[Try it] An exact transcription of all the data is the expected reply.

Data extracted from a collection
· · · · · · ·
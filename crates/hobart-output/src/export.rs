//! Export functionality for insight reports and financial analyses.
//!
//! JSON exports are the serde serialization of the record. CSV exports flatten
//! a record into `section,label,value` rows.

use crate::report::InsightReport;
use hobart_extract::CategoryGroup;
use hobart_metrics::AnalysisSummary;
use serde::{Deserialize, Serialize};
use std::fs::File;
use std::io::Write;
use std::path::Path;
use std::str::FromStr;
use thiserror::Error;

/// Errors that can occur during export operations.
#[derive(Debug, Error)]
pub enum ExportError {
    /// CSV serialization error.
    #[error("CSV serialization error: {0}")]
    Csv(#[from] csv::Error),

    /// JSON serialization error.
    #[error("JSON serialization error: {0}")]
    Json(#[from] serde_json::Error),

    /// IO error.
    #[error("IO error: {0}")]
    Io(#[from] std::io::Error),

    /// Invalid format error.
    #[error("Invalid format: {0}")]
    InvalidFormat(String),
}

/// Export format options.
#[derive(Debug, Clone, Copy, PartialEq, Eq)]
pub enum ExportFormat {
    /// Comma-separated `section,label,value` rows.
    Csv,

    /// Compact JSON format.
    Json,

    /// Pretty-printed JSON format.
    PrettyJson,
}

impl ExportFormat {
    /// Get the file extension for this format.
    pub const fn extension(&self) -> &str {
        match self {
            Self::Csv => "csv",
            Self::Json | Self::PrettyJson => "json",
        }
    }

    /// Guess the format from a file extension, preferring pretty JSON.
    pub fn from_path(path: &Path) -> Option<Self> {
        let ext = path.extension()?.to_str()?;
        if ext.eq_ignore_ascii_case("csv") {
            Some(Self::Csv)
        } else if ext.eq_ignore_ascii_case("json") {
            Some(Self::PrettyJson)
        } else {
            None
        }
    }
}

impl FromStr for ExportFormat {
    type Err = ExportError;

    fn from_str(s: &str) -> Result<Self, Self::Err> {
        match s.to_ascii_lowercase().as_str() {
            "csv" => Ok(Self::Csv),
            "json" => Ok(Self::Json),
            "pretty-json" | "pretty_json" | "prettyjson" => Ok(Self::PrettyJson),
            other => Err(ExportError::InvalidFormat(other.to_string())),
        }
    }
}

/// One flattened CSV row.
#[derive(Debug, Clone, PartialEq, Serialize, Deserialize)]
pub struct FlatRecord {
    /// Report section, e.g. `key_metrics.year_mentions`.
    pub section: String,

    /// Entry label within the section.
    pub label: String,

    /// Numeric value. Empty in CSV when absent.
    pub value: Option<f64>,
}

impl FlatRecord {
    fn new(section: &str, label: impl Into<String>, value: impl Into<Option<f64>>) -> Self {
        Self {
            section: section.to_string(),
            label: label.into(),
            value: value.into(),
        }
    }
}

/// Trait for exporting data in various formats.
pub trait Exporter: Serialize {
    /// Flatten into `section,label,value` records for CSV export.
    fn to_flat_records(&self) -> Vec<FlatRecord>;

    /// Export data to a string in the specified format.
    ///
    /// # Errors
    ///
    /// Returns an error if serialization fails.
    fn export_to_string(&self, format: ExportFormat) -> Result<String, ExportError> {
        match format {
            ExportFormat::Csv => {
                let mut wtr = csv::Writer::from_writer(vec![]);
                for record in self.to_flat_records() {
                    wtr.serialize(&record)?;
                }
                let bytes = wtr.into_inner().map_err(|e| e.into_error())?;
                String::from_utf8(bytes)
                    .map_err(|e| ExportError::InvalidFormat(format!("CSV is not UTF-8: {e}")))
            }
            ExportFormat::Json => Ok(serde_json::to_string(self)?),
            ExportFormat::PrettyJson => Ok(serde_json::to_string_pretty(self)?),
        }
    }

    /// Export data to a file in the specified format.
    ///
    /// # Errors
    ///
    /// Returns an error if serialization or file writing fails.
    fn export_to_file(&self, path: &Path, format: ExportFormat) -> Result<(), ExportError> {
        let content = self.export_to_string(format)?;
        let mut file = File::create(path)?;
        file.write_all(content.as_bytes())?;
        Ok(())
    }
}

impl Exporter for InsightReport {
    fn to_flat_records(&self) -> Vec<FlatRecord> {
        let mut records = Vec::new();

        let revenue = &self.key_metrics.revenue_mentions;
        for (i, value) in revenue.values.iter().enumerate() {
            records.push(FlatRecord::new(
                "key_metrics.revenue_mentions",
                (i + 1).to_string(),
                *value,
            ));
        }
        records.push(FlatRecord::new("key_metrics.revenue_mentions", "max", revenue.max));
        records.push(FlatRecord::new("key_metrics.revenue_mentions", "average", revenue.average));

        for (year, count) in &self.key_metrics.year_mentions {
            records.push(FlatRecord::new("key_metrics.year_mentions", year.clone(), *count as f64));
        }

        for group in CategoryGroup::all() {
            for (label, count) in self.category_counts(group) {
                records.push(FlatRecord::new(group.key(), label.clone(), *count as f64));
            }
        }

        let pct = &self.financial_highlights.percentage_mentions;
        let section = "financial_highlights.percentage_mentions";
        records.push(FlatRecord::new(section, "count", pct.count as f64));
        records.push(FlatRecord::new(section, "average", pct.average));
        records.push(FlatRecord::new(section, "max", pct.max));
        records.push(FlatRecord::new(section, "min", pct.min));

        records
    }
}

impl Exporter for AnalysisSummary {
    fn to_flat_records(&self) -> Vec<FlatRecord> {
        let mut records = vec![
            FlatRecord::new("headline", "total_revenue", self.total_revenue),
            FlatRecord::new("headline", "revenue_growth_yoy", self.revenue_growth_yoy),
            FlatRecord::new("headline", "net_income", self.net_income),
            FlatRecord::new("headline", "gross_margin", self.gross_margin),
            FlatRecord::new("headline", "operating_margin", self.operating_margin),
            FlatRecord::new(
                "headline",
                "gross_margin_change_pp",
                self.gross_margin_change_pp,
            ),
            FlatRecord::new(
                "headline",
                "operating_margin_change_pp",
                self.operating_margin_change_pp,
            ),
        ];

        for year in &self.years {
            let section = format!("fy{}", year.fiscal_year);
            records.push(FlatRecord::new(&section, "revenue", year.revenue));
            records.push(FlatRecord::new(&section, "net_income", year.net_income));
            records.push(FlatRecord::new(&section, "gross_margin", year.gross_margin));
            records.push(FlatRecord::new(&section, "operating_margin", year.operating_margin));
            records.push(FlatRecord::new(&section, "net_margin", year.net_margin));
            records.push(FlatRecord::new(&section, "revenue_growth", year.revenue_growth));
        }

        for segment in &self.segments {
            let section = format!("segment.{}", segment.name);
            records.push(FlatRecord::new(&section, "revenue", segment.revenue));
            records.push(FlatRecord::new(&section, "growth", segment.growth));
            records.push(FlatRecord::new(&section, "share", segment.share_of_revenue));
        }

        for region in &self.regions {
            records.push(FlatRecord::new("region_share", region.name.clone(), region.share));
        }

        for (name, value) in &self.ratios {
            records.push(FlatRecord::new("ratio", name.clone(), *value));
        }

        records
    }
}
· · · · · · ·
[Answer below]
filename crates/hobart-output/src/export.rs
//! Export functionality for insight reports and financial analyses.
//!
//! JSON exports are the serde serialization of the record. CSV exports flatten
//! a record into `section,label,value` rows.

use crate::report::InsightReport;
use hobart_extract::CategoryGroup;
use hobart_metrics::AnalysisSummary;
use serde::{Deserialize, Serialize};
use std::fs::File;
use std::io::Write;
use std::path::Path;
use std::str::FromStr;
use thiserror::Error;

/// Errors that can occur during export operations.
#[derive(Debug, Error)]
pub enum ExportError {
    /// CSV serialization error.
    #[error("CSV serialization error: {0}")]
    Csv(#[from] csv::Error),

    /// JSON serialization error.
    #[error("JSON serialization error: {0}")]
    Json(#[from] serde_json::Error),

    /// IO error.
    #[error("IO error: {0}")]
    Io(#[from] std::io::Error),

    /// Invalid format error.
    #[error("Invalid format: {0}")]
    InvalidFormat(String),
}

/// Export format options.
#[derive(Debug, Clone, Copy, PartialEq, Eq)]
pub enum ExportFormat {
    /// Comma-separated `section,label,value` rows.
    Csv,

    /// Compact JSON format.
    Json,

    /// Pretty-printed JSON format.
    PrettyJson,
}

impl ExportFormat {
    /// Get the file extension for this format.
    pub const fn extension(&self) -> &str {
        match self {
            Self::Csv => "csv",
            Self::Json | Self::PrettyJson => "json",
        }
    }

    /// Guess the format from a file extension, preferring pretty JSON.
    pub fn from_path(path: &Path) -> Option<Self> {
        let ext = path.extension()?.to_str()?;
        if ext.eq_ignore_ascii_case("csv") {
            Some(Self::Csv)
        } else if ext.eq_ignore_ascii_case("json") {
            Some(Self::PrettyJson)
        } else {
            None
        }
    }
}

impl FromStr for ExportFormat {
    type Err = ExportError;

    fn from_str(s: &str) -> Result<Self, Self::Err> {
        match s.to_ascii_lowercase().as_str() {
            "csv" => Ok(Self::Csv),
            "json" => Ok(Self::Json),
            "pretty-json" | "pretty_json" | "prettyjson" => Ok(Self::PrettyJson),
            other => Err(ExportError::InvalidFormat(other.to_string())),
        }
    }
}

/// One flattened CSV row.
#[derive(Debug, Clone, PartialEq, Serialize, Deserialize)]
pub struct FlatRecord {
    /// Report section, e.g. `key_metrics.year_mentions`.
    pub section: String,

    /// Entry label within the section.
    pub label: String,

    /// Numeric value. Empty in CSV when absent.
    pub value: Option<f64>,
}

impl FlatRecord {
    fn new(section: &str, label: impl Into<String>, value: impl Into<Option<f64>>) -> Self {
        Self {
            section: section.to_string(),
            label: label.into(),
            value: value.into(),
        }
    }
}

/// Trait for exporting data in various formats.
pub trait Exporter: Serialize {
    /// Flatten into `section,label,value` records for CSV export.
    fn to_flat_records(&self) -> Vec<FlatRecord>;

    /// Export data to a string in the specified format.
    ///
    /// # Errors
    ///
    /// Returns an error if serialization fails.
    fn export_to_string(&self, format: ExportFormat) -> Result<String, ExportError> {
        match format {
            ExportFormat::Csv => {
                let mut wtr = csv::Writer::from_writer(vec![]);
                for record in self.to_flat_records() {
                    wtr.serialize(&record)?;
                }
                let bytes = wtr.into_inner().map_err(|e| e.into_error())?;
                String::from_utf8(bytes)
                    .map_err(|e| ExportError::InvalidFormat(format!("CSV is not UTF-8: {e}")))
            }
            ExportFormat::Json => Ok(serde_json::to_string(self)?),
            ExportFormat::PrettyJson => Ok(serde_json::to_string_pretty(self)?),
        }
    }

    /// Export data to a file in the specified format.
    ///
    /// # Errors
    ///
    /// Returns an error if serialization or file writing fails.
    fn export_to_file(&self, path: &Path, format: ExportFormat) -> Result<(), ExportError> {
        let content = self.export_to_string(format)?;
        let mut file = File::create(path)?;
        file.write_all(content.as_bytes())?;
        Ok(())
    }
}

impl Exporter for InsightReport {
    fn to_flat_records(&self) -> Vec<FlatRecord> {
        let mut records = Vec::new();

        let revenue = &self.key_metrics.revenue_mentions;
        for (i, value) in revenue.values.iter().enumerate() {
            records.push(FlatRecord::new(
                "key_metrics.revenue_mentions",
                (i + 1).to_string(),
                *value,
            ));
        }
        records.push(FlatRecord::new("key_metrics.revenue_mentions", "max", revenue.max));
        records.push(FlatRecord::new("key_metrics.revenue_mentions", "average", revenue.average));

        for (year, count) in &self.key_metrics.year_mentions {
            records.push(FlatRecord::new("key_metrics.year_mentions", year.clone(), *count as f64));
        }

        for group in CategoryGroup::all() {
            for (label, count) in self.category_counts(group) {
                records.push(FlatRecord::new(group.key(), label.clone(), *count as f64));
            }
        }

        let pct = &self.financial_highlights.percentage_mentions;
        let section = "financial_highlights.percentage_mentions";
        records.push(FlatRecord::new(section, "count", pct.count as f64));
        records.push(FlatRecord::new(section, "average", pct.average));
        records.push(FlatRecord::new(section, "max", pct.max));
        records.push(FlatRecord::new(section, "min", pct.min));

        records
    }
}

impl Exporter for AnalysisSummary {
    fn to_flat_records(&self) -> Vec<FlatRecord> {
        let mut records = vec![
            FlatRecord::new("headline", "total_revenue", self.total_revenue),
            FlatRecord::new("headline", "revenue_growth_yoy", self.revenue_growth_yoy),
            FlatRecord::new("headline", "net_income", self.net_income),
            FlatRecord::new("headline", "gross_margin", self.gross_margin),
            FlatRecord::new("headline", "operating_margin", self.operating_margin),
            FlatRecord::new(
                "headline",
                "gross_margin_change_pp",
                self.gross_margin_change_pp,
            ),
            FlatRecord::new(
                "headline",
                "operating_margin_change_pp",
                self.operating_margin_change_pp,
            ),
        ];

        for year in &self.years {
            let section = format!("fy{}", year.fiscal_year);
            records.push(FlatRecord::new(&section, "revenue", year.revenue));
            records.push(FlatRecord::new(&section, "net_income", year.net_income));
            records.push(FlatRecord::new(&section, "gross_margin", year.gross_margin));
            records.push(FlatRecord::new(&section, "operating_margin", year.operating_margin));
            records.push(FlatRecord::new(&section, "net_margin", year.net_margin));
            records.push(FlatRecord::new(&section, "revenue_growth", year.revenue_growth));
        }

        for segment in &self.segments {
            let section = format!("segment.{}", segment.name);
            records.push(FlatRecord::new(&section, "revenue", segment.revenue));
            records.push(FlatRecord::new(&section, "growth", segment.growth));
            records.push(FlatRecord::new(&section, "share", segment.share_of_revenue));
        }

        for region in &self.regions {
            records.push(FlatRecord::new("region_share", region.name.clone(), region.share));
        }

        for (name, value) in &self.ratios {
            records.push(FlatRecord::new("ratio", name.clone(), *value));
        }

        records
    }
}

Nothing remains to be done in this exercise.